(Stored data entries)

┄┄┄┄┄┄

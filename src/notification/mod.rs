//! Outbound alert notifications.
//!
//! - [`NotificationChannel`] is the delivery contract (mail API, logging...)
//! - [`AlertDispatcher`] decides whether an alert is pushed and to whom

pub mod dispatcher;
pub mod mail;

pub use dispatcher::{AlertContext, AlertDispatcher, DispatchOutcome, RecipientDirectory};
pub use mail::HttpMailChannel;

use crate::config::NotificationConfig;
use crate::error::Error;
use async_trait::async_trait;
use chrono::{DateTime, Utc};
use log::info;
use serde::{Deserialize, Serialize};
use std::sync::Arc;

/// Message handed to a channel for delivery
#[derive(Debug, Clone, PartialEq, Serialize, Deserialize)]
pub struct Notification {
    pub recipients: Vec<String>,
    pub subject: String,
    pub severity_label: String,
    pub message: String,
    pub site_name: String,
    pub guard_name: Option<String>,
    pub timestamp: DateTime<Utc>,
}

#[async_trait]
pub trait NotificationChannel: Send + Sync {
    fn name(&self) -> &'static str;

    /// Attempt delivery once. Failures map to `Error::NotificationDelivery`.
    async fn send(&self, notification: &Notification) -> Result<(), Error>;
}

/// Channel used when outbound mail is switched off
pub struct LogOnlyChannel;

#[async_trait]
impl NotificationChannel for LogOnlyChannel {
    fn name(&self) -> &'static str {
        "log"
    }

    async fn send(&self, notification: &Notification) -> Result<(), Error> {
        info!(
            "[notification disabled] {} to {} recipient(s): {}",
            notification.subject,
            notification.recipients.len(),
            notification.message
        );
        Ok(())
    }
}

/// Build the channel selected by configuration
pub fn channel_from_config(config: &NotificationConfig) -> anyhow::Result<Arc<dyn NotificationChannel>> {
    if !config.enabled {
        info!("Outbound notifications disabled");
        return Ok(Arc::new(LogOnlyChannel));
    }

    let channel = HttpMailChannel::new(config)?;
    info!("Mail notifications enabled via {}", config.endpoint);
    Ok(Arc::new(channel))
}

┄┄┄┄┄┄

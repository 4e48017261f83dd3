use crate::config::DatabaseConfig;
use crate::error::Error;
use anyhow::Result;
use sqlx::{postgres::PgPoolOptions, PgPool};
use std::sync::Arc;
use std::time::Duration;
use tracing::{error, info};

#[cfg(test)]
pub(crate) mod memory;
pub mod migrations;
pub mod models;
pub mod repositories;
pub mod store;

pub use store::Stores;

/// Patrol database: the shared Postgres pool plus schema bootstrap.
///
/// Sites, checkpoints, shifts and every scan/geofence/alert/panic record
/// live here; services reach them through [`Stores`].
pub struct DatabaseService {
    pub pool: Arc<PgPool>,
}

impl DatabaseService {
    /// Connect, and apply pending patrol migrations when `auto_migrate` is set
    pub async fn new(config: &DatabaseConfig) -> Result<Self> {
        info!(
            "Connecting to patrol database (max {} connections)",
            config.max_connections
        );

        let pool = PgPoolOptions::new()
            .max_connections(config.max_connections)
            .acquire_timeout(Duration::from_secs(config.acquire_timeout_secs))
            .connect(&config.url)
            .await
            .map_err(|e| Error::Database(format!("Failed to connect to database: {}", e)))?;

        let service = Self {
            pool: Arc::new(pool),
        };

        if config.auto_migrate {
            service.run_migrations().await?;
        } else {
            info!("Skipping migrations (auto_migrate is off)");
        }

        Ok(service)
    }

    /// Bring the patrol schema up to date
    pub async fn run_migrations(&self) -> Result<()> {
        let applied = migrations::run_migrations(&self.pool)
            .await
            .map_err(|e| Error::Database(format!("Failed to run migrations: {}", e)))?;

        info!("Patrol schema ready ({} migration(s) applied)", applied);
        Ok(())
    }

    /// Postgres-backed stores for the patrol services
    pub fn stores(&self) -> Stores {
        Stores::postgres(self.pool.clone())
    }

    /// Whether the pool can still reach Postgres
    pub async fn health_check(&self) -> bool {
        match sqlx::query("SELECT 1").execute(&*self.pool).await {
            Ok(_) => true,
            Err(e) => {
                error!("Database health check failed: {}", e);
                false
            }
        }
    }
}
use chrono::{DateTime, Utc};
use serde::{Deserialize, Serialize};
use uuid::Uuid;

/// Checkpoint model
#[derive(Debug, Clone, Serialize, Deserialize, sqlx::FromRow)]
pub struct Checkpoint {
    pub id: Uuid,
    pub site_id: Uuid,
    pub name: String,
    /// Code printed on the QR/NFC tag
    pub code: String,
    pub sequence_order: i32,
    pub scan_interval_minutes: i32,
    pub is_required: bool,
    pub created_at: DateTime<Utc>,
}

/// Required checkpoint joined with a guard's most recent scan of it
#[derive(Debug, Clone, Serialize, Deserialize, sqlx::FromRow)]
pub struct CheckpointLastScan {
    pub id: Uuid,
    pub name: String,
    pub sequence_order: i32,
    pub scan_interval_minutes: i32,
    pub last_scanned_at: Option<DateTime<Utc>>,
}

┄┄┄┄┄┄

From the data above, return every line from the line that has "filename src/notification/mod.rs" up to and including the line that has "use crate::config::NotificationConfig;", exactly.

* Exercise output:
filename src/notification/mod.rs
//! Outbound alert notifications.
//!
//! - [`NotificationChannel`] is the delivery contract (mail API, logging...)
//! - [`AlertDispatcher`] decides whether an alert is pushed and to whom

pub mod dispatcher;
pub mod mail;

pub use dispatcher::{AlertContext, AlertDispatcher, DispatchOutcome, RecipientDirectory};
pub use mail::HttpMailChannel;

use crate::config::NotificationConfig;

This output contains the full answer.